The results can be catastrophic. Google’s self-driving car unit lost 9.7 gigabytes of intellectual property when a lead engineer walked out with 14,000 files on a removable device. Boeing spent $17 million remediating a breach caused by an employee who emailed sensitive data to his spouse for help formatting a spreadsheet. And more recently, a single software update gone wrong led to global outages across critical sectors.


Incidents like these reveal an uncomfortable truth: insider risk is not a niche concern. It is a business risk with direct financial, operational, and reputational consequences.


Start With Human Factors and Build Trust

Traditional security models tend to view risk in binary terms — attackers on the outside, defenders on the inside. But the reality is more complex. According to ACSC’s latest practice benchmarking, conducted with MITRE’s special Insider Risk research and six Insider Risk Program leaders across sectors, the most effective programs manage insider risk as a human challenge and focus on human factors, not purely technical data.


A successful insider risk strategy recognizes three fundamentals:


  1. It’s a human problem first. Most staff are well-intentioned, and errors often stem from bad habits or stress, not malice. Programs that build awareness and empathy outperform those that rely solely on monitoring.

  2. Cross-functional collaboration is essential. Insider risk programs must connect HR, legal, and security from the start, aligning on privacy, compliance, and local regulations.

  3. Projecting trust and encouraging collaboration are key. Shifting from an adversarial mindset to an “insider trust” approach fosters transparency and participation across the organization.


Use AI To Support the Shift to Behavioral Data Tracking

The shift from event-driven alerts to user-based analysis is where AI has become indispensable. AI tools aggregate data from multiple systems, identify behavioral drift, and help analysts see the “whole person” rather than isolated actions.


As ACSC’s Research Partner noted, “At the end of the day, humans are going to do what humans do. AI helps us ask and answer more complex questions.”


AI’s value lies in connecting the unseen dots — spotting patterns across data sources, surfacing subtle anomalies, and keeping insider risk teams focused on what truly matters: protecting trust.


Build a Culture of Resilience

Insider risk programs succeed when leaders approach them as an ongoing cycle of learning, not as a compliance checkbox. Mature organizations build momentum step by step, using each incident or near miss as fuel for improvement. They educate, adapt, and evolve their programs through constant feedback.


That iterative, human-centered approach is what separates organizations that prevent insider incidents from those that react to them.


Four Key Practices Captured in ACSC’s Practice Guide


The ACSC Executive Practice Guide, Next Generation Insider Risk Programs: A Human-Centered Approach offers a framework drawn from MITRE research and real-world case studies.
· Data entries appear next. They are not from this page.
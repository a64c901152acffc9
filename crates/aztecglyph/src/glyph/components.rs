use crate::{Glyph, RandSource, Result, SystemClock, ThreadRandom, TimeSource};

/// The component form of a [`Glyph`], with every field optional.
///
/// Missing fields are defaulted when the glyph is built:
///
/// - `counter`: a random value in `0..=2047`
/// - `content_type`: a random value in `0..=4095`
/// - `now_millis`: the current time of the [`TimeSource`]
///
/// Explicit values are validated exactly as in [`Glyph::from_components`].
///
/// # Example
/// ```
/// use aztecglyph::{Components, Glyph};
///
/// let glyph = Components::new()
///     .content_type(12)
///     .now_millis(Glyph::EPOCH_MILLIS + 1_000)
///     .build()
///     .unwrap();
/// assert_eq!(glyph.content_type(), 12);
/// assert_eq!(glyph.timestamp_delta(), 1_000);
/// ```
#[derive(Clone, Copy, Debug, Default, PartialEq, Eq, Hash)]
pub struct Components {
    pub counter: Option<u16>,
    pub content_type: Option<u16>,
    pub now_millis: Option<u64>,
}

impl Components {
    pub const fn new() -> Self {
        Self {
            counter: None,
            content_type: None,
            now_millis: None,
        }
    }

    #[must_use]
    pub const fn counter(mut self, counter: u16) -> Self {
        self.counter = Some(counter);
        self
    }

    #[must_use]
    pub const fn content_type(mut self, content_type: u16) -> Self {
        self.content_type = Some(content_type);
        self
    }

    /// Sets the timestamp, in Unix milliseconds.
    #[must_use]
    pub const fn now_millis(mut self, now_millis: u64) -> Self {
        self.now_millis = Some(now_millis);
        self
    }

    /// Whether no field was set.
    pub const fn is_empty(&self) -> bool {
        self.counter.is_none() && self.content_type.is_none() && self.now_millis.is_none()
    }

    /// Builds the glyph, defaulting missing fields from the system clock and
    /// the thread-local RNG.
    ///
    /// # Errors
    ///
    /// Returns [`crate::Error::OutOfRange`] if an explicit field is out of
    /// range, or if the clock lies outside the 41-bit window.
    pub fn build(self) -> Result<Glyph> {
        self.build_with(&SystemClock, &ThreadRandom)
    }

    /// Builds the glyph, defaulting missing fields from the given sources.
    ///
    /// # Errors
    ///
    /// See [`Components::build`].
    pub fn build_with(self, time: &impl TimeSource, rng: &impl RandSource) -> Result<Glyph> {
        let counter = self
            .counter
            .unwrap_or_else(|| (rng.rand() & Glyph::COUNTER_MASK) as u16);
        let content_type = self
            .content_type
            .unwrap_or_else(|| (rng.rand() & Glyph::CONTENT_TYPE_MASK) as u16);
        let now_millis = self.now_millis.unwrap_or_else(|| time.current_millis());
        Glyph::from_components(counter, content_type, now_millis)
    }
}

#[cfg(test)]
mod tests {
    use super::*;
    use crate::{Error, Field};

    struct FixedTime(u64);

    impl TimeSource for FixedTime {
        fn current_millis(&self) -> u64 {
            self.0
        }
    }

    struct FixedRand(u64);

    impl RandSource for FixedRand {
        fn rand(&self) -> u64 {
            self.0
        }
    }

    const NOW: u64 = 1_700_000_000_000;

    #[test]
    fn missing_fields_come_from_sources() {
        let glyph = Components::new()
            .build_with(&FixedTime(NOW), &FixedRand(u64::MAX))
            .unwrap();
        assert_eq!(glyph.counter(), Glyph::MAX_COUNTER);
        assert_eq!(glyph.content_type(), Glyph::MAX_CONTENT_TYPE);
        assert_eq!(glyph.timestamp_millis(), NOW);
    }

    #[test]
    fn random_defaults_are_masked_into_range() {
        let glyph = Components::new()
            .build_with(&FixedTime(NOW), &FixedRand(0xABCD_EF01_2345_6789))
            .unwrap();
        assert_eq!(glyph.counter(), 0x789 & 0x7FF);
        assert_eq!(glyph.content_type(), 0x789);
    }

    #[test]
    fn explicit_fields_win_over_sources() {
        let glyph = Components::new()
            .counter(3)
            .content_type(4)
            .now_millis(NOW + 5)
            .build_with(&FixedTime(NOW), &FixedRand(u64::MAX))
            .unwrap();
        assert_eq!(glyph.counter(), 3);
        assert_eq!(glyph.content_type(), 4);
        assert_eq!(glyph.timestamp_millis(), NOW + 5);
    }

    #[test]
    fn explicit_fields_are_validated() {
        let err = Components::new()
            .counter(2048)
            .build_with(&FixedTime(NOW), &FixedRand(0))
            .unwrap_err();
        assert_eq!(
            err,
            Error::OutOfRange {
                field: Field::Counter,
                value: 2048
            }
        );
    }

    #[test]
    fn clock_outside_window_is_rejected() {
        let err = Components::new()
            .build_with(&FixedTime(0), &FixedRand(0))
            .unwrap_err();
        assert!(matches!(
            err,
            Error::OutOfRange {
                field: Field::Timestamp,
                value: 0
            }
        ));
    }

    #[test]
    fn generate_uses_wall_clock() {
        let before = SystemClock.current_millis();
        let glyph = Glyph::generate().unwrap();
        let after = SystemClock.current_millis();
        assert!((before..=after).contains(&glyph.timestamp_millis()));
    }

    #[test]
    fn is_empty_tracks_fields() {
        assert!(Components::new().is_empty());
        assert!(!Components::new().counter(0).is_empty());
        assert!(!Components::new().now_millis(NOW).is_empty());
    }
}
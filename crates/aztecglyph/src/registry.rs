use std::collections::HashMap;

use crate::{
    ContentType, Error, Field, Glyph, Model, Result,
    mutex::{self, RwLock},
};

#[derive(Debug, Default)]
struct Registry {
    by_name: HashMap<String, ContentType>,
    by_tag: HashMap<ContentType, String>,
    next_free: u16,
}

impl Registry {
    fn bind(&mut self, name: &str, content_type: ContentType) {
        self.by_name.insert(name.to_owned(), content_type);
        self.by_tag.insert(content_type, name.to_owned());
    }

    fn lowest_free(&mut self) -> Option<ContentType> {
        while self.next_free <= Glyph::MAX_CONTENT_TYPE {
            let candidate = ContentType::new(self.next_free).ok()?;
            if !self.by_tag.contains_key(&candidate) {
                return Some(candidate);
            }
            self.next_free += 1;
        }
        None
    }
}

/// Maps stable entity-category names (model or table names) to
/// [`ContentType`] tags.
///
/// Each name is bound to exactly one tag and each tag to exactly one name, so
/// the allocator scopes derived from it never collide. Names can be bound
/// explicitly with [`ContentTypes::register`], or on first use with
/// [`ContentTypes::get_or_assign`], which hands out the lowest free tag.
///
/// # Example
/// ```
/// use aztecglyph::{ContentType, ContentTypes};
///
/// let registry = ContentTypes::new();
/// registry.register("blog.post", ContentType::new(1).unwrap()).unwrap();
///
/// assert_eq!(registry.get_or_assign("blog.post").unwrap().get(), 1);
/// assert_eq!(registry.get_or_assign("blog.comment").unwrap().get(), 0);
/// assert_eq!(registry.get_or_assign("auth.user").unwrap().get(), 2);
/// ```
#[derive(Debug, Default)]
pub struct ContentTypes {
    inner: RwLock<Registry>,
}

impl ContentTypes {
    pub fn new() -> Self {
        Self::default()
    }

    /// Binds `name` to `content_type`. Registering the same pair twice is a
    /// no-op.
    ///
    /// # Errors
    ///
    /// [`Error::InvalidArguments`] if `name` is bound to another tag, or
    /// `content_type` to another name.
    pub fn register(&self, name: &str, content_type: ContentType) -> Result<()> {
        let mut registry = mutex::write(&self.inner)?;
        if let Some(&bound) = registry.by_name.get(name) {
            if bound == content_type {
                return Ok(());
            }
            return Err(Error::invalid_arguments(format!(
                "{name:?} is already bound to content type {bound}"
            )));
        }
        if let Some(owner) = registry.by_tag.get(&content_type) {
            return Err(Error::invalid_arguments(format!(
                "content type {content_type} is already bound to {owner:?}"
            )));
        }
        registry.bind(name, content_type);
        Ok(())
    }

    /// The tag bound to `name`, if any.
    ///
    /// # Errors
    ///
    /// [`Error::LockPoisoned`] on a poisoned std lock.
    pub fn get(&self, name: &str) -> Result<Option<ContentType>> {
        Ok(mutex::read(&self.inner)?.by_name.get(name).copied())
    }

    /// The name bound to `content_type`, if any.
    ///
    /// # Errors
    ///
    /// [`Error::LockPoisoned`] on a poisoned std lock.
    pub fn name_of(&self, content_type: ContentType) -> Result<Option<String>> {
        Ok(mutex::read(&self.inner)?.by_tag.get(&content_type).cloned())
    }

    /// Returns the tag bound to `name`, binding the lowest free tag first if
    /// there is none.
    ///
    /// # Errors
    ///
    /// [`Error::OutOfRange`] once all 4096 tags are bound.
    pub fn get_or_assign(&self, name: &str) -> Result<ContentType> {
        if let Some(bound) = self.get(name)? {
            return Ok(bound);
        }

        let mut registry = mutex::write(&self.inner)?;
        // Another thread may have bound it between the two locks.
        if let Some(&bound) = registry.by_name.get(name) {
            return Ok(bound);
        }
        let content_type = registry.lowest_free().ok_or_else(|| {
            Error::out_of_range(Field::ContentType, Glyph::MAX_CONTENT_TYPE + 1)
        })?;
        registry.bind(name, content_type);

        #[cfg(feature = "tracing")]
        tracing::debug!(name, %content_type, "assigned content type");

        Ok(content_type)
    }

    /// [`ContentTypes::get_or_assign`] keyed by [`Model::MODEL_NAME`].
    ///
    /// # Errors
    ///
    /// See [`ContentTypes::get_or_assign`].
    pub fn for_model<M: Model + ?Sized>(&self) -> Result<ContentType> {
        self.get_or_assign(M::MODEL_NAME)
    }

    /// Number of bound names.
    ///
    /// # Errors
    ///
    /// [`Error::LockPoisoned`] on a poisoned std lock.
    pub fn len(&self) -> Result<usize> {
        Ok(mutex::read(&self.inner)?.by_name.len())
    }

    /// # Errors
    ///
    /// [`Error::LockPoisoned`] on a poisoned std lock.
    pub fn is_empty(&self) -> Result<bool> {
        Ok(self.len()? == 0)
    }
}

#[cfg(test)]
mod tests {
    use super::*;
    use crate::GlyphField;

    fn ct(tag: u16) -> ContentType {
        ContentType::new(tag).unwrap()
    }

    #[test]
    fn register_binds_both_ways() {
        let registry = ContentTypes::new();
        registry.register("blog.post", ct(10)).unwrap();
        assert_eq!(registry.get("blog.post").unwrap(), Some(ct(10)));
        assert_eq!(registry.name_of(ct(10)).unwrap().as_deref(), Some("blog.post"));
        // same pair again is fine
        registry.register("blog.post", ct(10)).unwrap();
        assert_eq!(registry.len().unwrap(), 1);
    }

    #[test]
    fn register_rejects_conflicts() {
        let registry = ContentTypes::new();
        registry.register("blog.post", ct(10)).unwrap();
        assert!(matches!(
            registry.register("blog.post", ct(11)),
            Err(Error::InvalidArguments { .. })
        ));
        assert!(matches!(
            registry.register("blog.comment", ct(10)),
            Err(Error::InvalidArguments { .. })
        ));
    }

    #[test]
    fn get_or_assign_is_stable_and_skips_bound_tags() {
        let registry = ContentTypes::new();
        registry.register("pinned", ct(1)).unwrap();

        let a = registry.get_or_assign("a").unwrap();
        let b = registry.get_or_assign("b").unwrap();
        assert_eq!(a, ct(0));
        assert_eq!(b, ct(2));
        assert_eq!(registry.get_or_assign("a").unwrap(), a);
        assert!(!registry.is_empty().unwrap());
    }

    #[test]
    fn get_or_assign_reports_exhaustion() {
        let registry = ContentTypes::new();
        for i in 0..=Glyph::MAX_CONTENT_TYPE {
            registry.get_or_assign(&format!("model{i}")).unwrap();
        }
        assert_eq!(
            registry.get_or_assign("one.too.many").unwrap_err(),
            Error::OutOfRange {
                field: Field::ContentType,
                value: 4096
            }
        );
    }

    #[test]
    fn for_model_uses_model_name() {
        struct Post {
            id: GlyphField,
        }

        impl Model for Post {
            const MODEL_NAME: &'static str = "blog.post";

            fn glyph_field(&self) -> &GlyphField {
                &self.id
            }

            fn glyph_field_mut(&mut self) -> &mut GlyphField {
                &mut self.id
            }
        }

        let registry = ContentTypes::new();
        registry.register("blog.post", ct(42)).unwrap();
        assert_eq!(registry.for_model::<Post>().unwrap(), ct(42));
    }
}
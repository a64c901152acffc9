use std::io::Write;

use aztecglyph::{Glyph, ScopedAllocator, as_hex, as_native};
use serde::Serialize;

use super::config::{CliConfig, Format, Mode};

/// Every representation and component of one glyph, for `--format json`.
#[derive(Serialize)]
struct GlyphView {
    string: Glyph,
    #[serde(with = "as_hex")]
    hex: Glyph,
    #[serde(with = "as_native")]
    int: Glyph,
    timestamp_millis: u64,
    datetime: String,
    counter: u16,
    content_type: u16,
}

impl From<Glyph> for GlyphView {
    fn from(glyph: Glyph) -> Self {
        Self {
            string: glyph,
            hex: glyph,
            int: glyph,
            timestamp_millis: glyph.timestamp_millis(),
            datetime: glyph.datetime().to_rfc3339(),
            counter: glyph.counter(),
            content_type: glyph.content_type(),
        }
    }
}

/// Renders `glyph` as a single line (without the trailing newline).
pub fn render(glyph: Glyph, format: Format) -> anyhow::Result<String> {
    Ok(match format {
        Format::String => glyph.to_base58(),
        Format::Hex => glyph.to_hex(),
        Format::Int => glyph.to_raw().to_string(),
        Format::Json => serde_json::to_string(&GlyphView::from(glyph))?,
        Format::Debug => format!("{glyph:?}"),
    })
}

/// Executes `config`, writing one line per glyph to `out`.
pub fn run(config: &CliConfig, out: &mut impl Write) -> anyhow::Result<()> {
    match &config.mode {
        Mode::Decode(input) => {
            let glyph = input.resolve()?;
            tracing::debug!(%glyph, "resolved glyph");
            writeln!(out, "{}", render(glyph, config.format)?)?;
        }
        Mode::Issue {
            content_type,
            count,
        } => {
            let allocator = ScopedAllocator::new();
            for _ in 0..*count {
                let glyph = allocator.issue(*content_type)?;
                writeln!(out, "{}", render(glyph, config.format)?)?;
            }
            tracing::debug!(%content_type, count, "issued glyphs");
        }
    }
    Ok(())
}
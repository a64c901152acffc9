mod components;
mod formatter;
#[allow(clippy::module_inception)]
mod glyph;
mod input;

pub use components::*;
pub use formatter::*;
pub use glyph::*;
pub use input::*;
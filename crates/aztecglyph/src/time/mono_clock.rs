use crate::TimeSource;
use std::{
    sync::{
        Arc, OnceLock,
        atomic::{AtomicU64, Ordering},
    },
    thread::{self, JoinHandle},
    time::{Duration, Instant, SystemTime, UNIX_EPOCH},
};

/// Shared ticker thread that updates every millisecond.
struct SharedTickerInner {
    elapsed: AtomicU64,
    _handle: OnceLock<JoinHandle<()>>,
}

/// A wall-anchored clock that never goes backward.
///
/// The wall clock is read once, at construction. From then on the clock
/// advances with [`Instant`], so NTP corrections or manual changes of the
/// system time cannot move it backward. Issuing glyphs through a
/// [`crate::ScopedAllocator`] built on this clock means a backward jump of the
/// system time can no longer repeat an already issued timestamp.
///
/// A background thread stores the elapsed milliseconds into an atomic once per
/// millisecond, so reading the clock is a single atomic load. The thread exits
/// on its next tick after the last clone of the clock is dropped.
///
/// # Example
///
/// ```
/// use aztecglyph::{MonotonicClock, TimeSource};
///
/// let clock = MonotonicClock::new();
/// let a = clock.current_millis();
/// std::thread::sleep(std::time::Duration::from_millis(3));
/// assert!(clock.current_millis() >= a);
/// ```
#[derive(Clone)]
pub struct MonotonicClock {
    inner: Arc<SharedTickerInner>,
    anchor_millis: u64,
}

impl Default for MonotonicClock {
    fn default() -> Self {
        Self::new()
    }
}

impl MonotonicClock {
    /// Starts a clock anchored to the current wall-clock time.
    pub fn new() -> Self {
        let anchor_millis = SystemTime::now()
            .duration_since(UNIX_EPOCH)
            .map_or(0, |elapsed| elapsed.as_millis() as u64);

        let inner = Arc::new(SharedTickerInner {
            elapsed: AtomicU64::new(0),
            _handle: OnceLock::new(),
        });

        let weak_inner = Arc::downgrade(&inner);
        let handle = thread::spawn(move || {
            let start = Instant::now();
            let mut tick = 0;

            loop {
                let Some(inner_ref) = weak_inner.upgrade() else {
                    break;
                };

                // Absolute target time of the next tick
                let target = start + Duration::from_millis(tick);

                let now = Instant::now();
                if now < target {
                    thread::sleep(target - now);
                }

                let elapsed = start.elapsed().as_millis() as u64;
                inner_ref.elapsed.store(elapsed, Ordering::Release);

                tick = elapsed + 1;
            }
        });

        // Only this constructor ever sets the handle.
        let _ = inner._handle.set(handle);

        Self {
            inner,
            anchor_millis,
        }
    }

    /// Wall-clock time (Unix milliseconds) this clock was anchored to.
    pub const fn anchor_millis(&self) -> u64 {
        self.anchor_millis
    }
}

impl TimeSource for MonotonicClock {
    fn current_millis(&self) -> u64 {
        self.anchor_millis + self.inner.elapsed.load(Ordering::Acquire)
    }
}

impl core::fmt::Debug for MonotonicClock {
    fn fmt(&self, f: &mut core::fmt::Formatter<'_>) -> core::fmt::Result {
        f.debug_struct("MonotonicClock")
            .field("anchor_millis", &self.anchor_millis)
            .field("elapsed", &self.inner.elapsed.load(Ordering::Relaxed))
            .finish()
    }
}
Leading practices include:


  • Start with a baseline. Capture a “normal state” for user behavior. This baseline becomes the foundation for detecting both individual and organizational drift.

  • Integrate data and collaboration. Combine inputs from HR, legal, IT, and behavioral analytics to identify risk patterns without over-surveillance.

  • Measure what matters. Track metrics such as time to resolution, false-positive reduction, and training coverage to demonstrate program value.

  • Educate continuously. Use real-world scenarios and simple “speed bumps” — not stop signs — to promote awareness and self-correction.


Download your copy today and learn how to align people, process, and technology to build an insider risk program that earns trust and delivers measurable resilience.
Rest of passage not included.